Data collection will be carried out in Korogocho informal settlement within the Nairobi Urban Health and Demographic Surveillance System (NUHDSS), which APHRC has been managing since 2002. The NUHDSS routinely collects health and demographic data from about 75,000 individuals living in over 25,000 households.
Korogocho is located about 7.6 kilometers from the Nairobi city center and covers a land area of 0.52 km2. Korogocho is one of the most congested slums with over 250 dwelling units per hectare. The settlement has a stable population with many residents having resided here for many years and one out of every four residents aged 12 years and above having being born here. In 2013, Korogocho had a total estimated population of 31,784 in the NUHDSS of which 10 percent were young people aged 10 to 14 years. The settlement area covered under the demographic surveillance area comprises of seven villages, which each tend to be inhabited by members of specific ethnic groups. The major ethnic groups in Korogocho are: Kikuyu (34%); Luo (26%); Luhya (18%); Kamba (7%); Garre (6%), Borana (3%) and Somali (3%). The major source of livelihood in the settlement is casual employment. As other slums in the city, Korogocho is characterized by high levels of unemployment, sub-standard and overcrowded housing, limited education and social services, high levels of crime and insecurity, and inadequate water and sanitation infrastructure.
Korogocho was selected because it has a large population of urban poor, represents a diversity of cultural, religious, and ethnic backgrounds, and there is a long history of community collaboration with APHRC. In addition, the site meets the description of informal urban settlement as defined by the United Nations Human Settlements Programme (UN-HABITAT).

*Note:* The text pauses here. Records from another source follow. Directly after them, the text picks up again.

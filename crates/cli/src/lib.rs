//! Shared setup for the cachesim command-line tools.

use tracing_subscriber::EnvFilter;

use cachesim_core::config::{Config, ReplacementPolicy};

/// Installs a stderr `tracing` subscriber filtered by `RUST_LOG` (default `warn`).
///
/// Diagnostics go to stderr so that summaries and verbose traces on stdout
/// stay machine-parseable.
pub fn init_tracing() {
    let filter = EnvFilter::try_from_default_env().unwrap_or_else(|_| EnvFilter::new("warn"));
    let _ = tracing_subscriber::fmt()
        .with_env_filter(filter)
        .with_writer(std::io::stderr)
        .with_target(false)
        .try_init();
}

/// Settings given as command-line flags.
///
/// Each flag that is present replaces the matching field of a loaded
/// [`Config`]; `verbose` is OR-ed with the file's `general.verbose`.
#[derive(Debug, Clone, Copy, Default, PartialEq, Eq)]
pub struct FlagOverrides {
    /// `-s`
    pub set_index_bits: Option<u32>,
    /// `-E`
    pub lines_per_set: Option<usize>,
    /// `-b`
    pub block_offset_bits: Option<u32>,
    /// `--policy`
    pub policy: Option<ReplacementPolicy>,
    /// `-v`
    pub verbose: bool,
}

impl FlagOverrides {
    /// Applies the flags on top of `config`.
    ///
    /// The result is not validated; call
    /// [`CacheConfig::validate`](cachesim_core::config::CacheConfig::validate)
    /// on `cache` before simulating.
    pub fn apply(&self, mut config: Config) -> Config {
        let cache = &mut config.cache;
        if let Some(s) = self.set_index_bits {
            cache.set_index_bits = s;
        }
        if let Some(e) = self.lines_per_set {
            cache.lines_per_set = e;
        }
        if let Some(b) = self.block_offset_bits {
            cache.block_offset_bits = b;
        }
        if let Some(policy) = self.policy {
            cache.policy = policy;
        }
        config.general.verbose |= self.verbose;
        config
    }
}
//! Least Recently Used (LRU) Replacement Policy.
//!
//! This policy evicts the cache line that has not been touched for the longest time.
//! Every hit and every fill stamps the line with the access timestamp, so the
//! line with the smallest stamp in a full set is the least recently used one.
//!
//! # Performance
//!
//! - **Time Complexity:**
//!   - `on_hit()`: O(1)
//!   - `victim()`: O(W) where W is the number of ways (associativity)
//! - **Space Complexity:** one 64-bit stamp per line
//! - **Best Case:** Working sets that fit the set's ways with good temporal locality
//! - **Worst Case:** Cyclic scans one block larger than the set (every access misses)

use super::ReplacementPolicy;
use crate::cache::CacheLine;

/// LRU Policy. Stateless; age lives in the lines themselves.
#[derive(Clone, Copy, Debug, Default)]
pub struct LruPolicy;

impl ReplacementPolicy for LruPolicy {
    /// Refreshes the line's stamp, making it the most recently used.
    fn on_hit(&self, line: &mut CacheLine, now: u64) {
        line.recency = now;
    }
}
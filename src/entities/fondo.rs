use chrono::NaiveDateTime;
use sea_orm::entity::prelude::*;
use serde::{Deserialize, Serialize};
use utoipa::ToSchema;

#[derive(Clone, Debug, PartialEq, Eq, DeriveEntityModel, Deserialize, Serialize, ToSchema)]
#[sea_orm(table_name = "fondos")]
pub struct Model {
    #[sea_orm(primary_key, auto_increment = true)]
    pub id: i32,
    pub nombre: String,
    pub url: String,
    pub plataforma: String,
    pub fechainicio: NaiveDateTime, // open date
    pub fechacierre: NaiveDateTime, // close date
    pub contador: i32, // hit counter, starts at 0 and only goes up
}

#[derive(Copy, Clone, Debug, EnumIter, DeriveRelation)]
pub enum Relation {}

impl ActiveModelBehavior for ActiveModel {}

Our collaborating partner in Nairobi is the African Population and Health Research Center.
Caroline Kabiru, Primary Investigator
Caroline Kabiru is a research scientist in the African Population and Health Research Center’s (APHRC) Population Dynamics and Reproductive Health Research Program. Caroline holds a PhD in Health Promotion and Behavior from the University of Georgia (US) and a Master’s degree in Public Health from the University of North Carolina, Chapel Hill (US). Caroline’s research interests center on issues related to youth health including resilience and positive youth development. Currently, she is working on several youth-focused projects including the Population Council-led Adolescent Girls Initiative – Kenya (AGI-K), a 6-year program funded by the UK Department for International Development (DFID). AGI-K intends to reach at least 10,000 girls ages 10–14 in the northern arid lands and urban slums of Kenya with interventions focused on education, violence prevention, education and wealth creation. Caroline also co-leads a project that seeks to improve the quality of post-abortion care to young women ages 10-24 years by strengthening the capacity of post-abortion care service providers to offer quality and comprehensive reproductive health care to young women in Kenya. Caroline will be the site-PI for the implementation of the GEAS in Kenya. Contact Dr. Kabiru.
Beatrice Maina, Field Coordinator
Beatrice Maina is a Research Officer with the African population and Health Research Center in Nairobi, Kenya. She has a Master of Arts in Population Studies and a Bachelor of Education (Mathematics and Economics). Her research interests are in family planning, sexual and reproductive health, and especially among the young people as well as maternal health. She is currently coordinating a project on financial resource flows for population activities in sub-Saharan Africa. The project has significant potential to contribute to important understandings of the complexities that characterize financial accessibility of family planning, reproductive health services and maternal and child health interventions.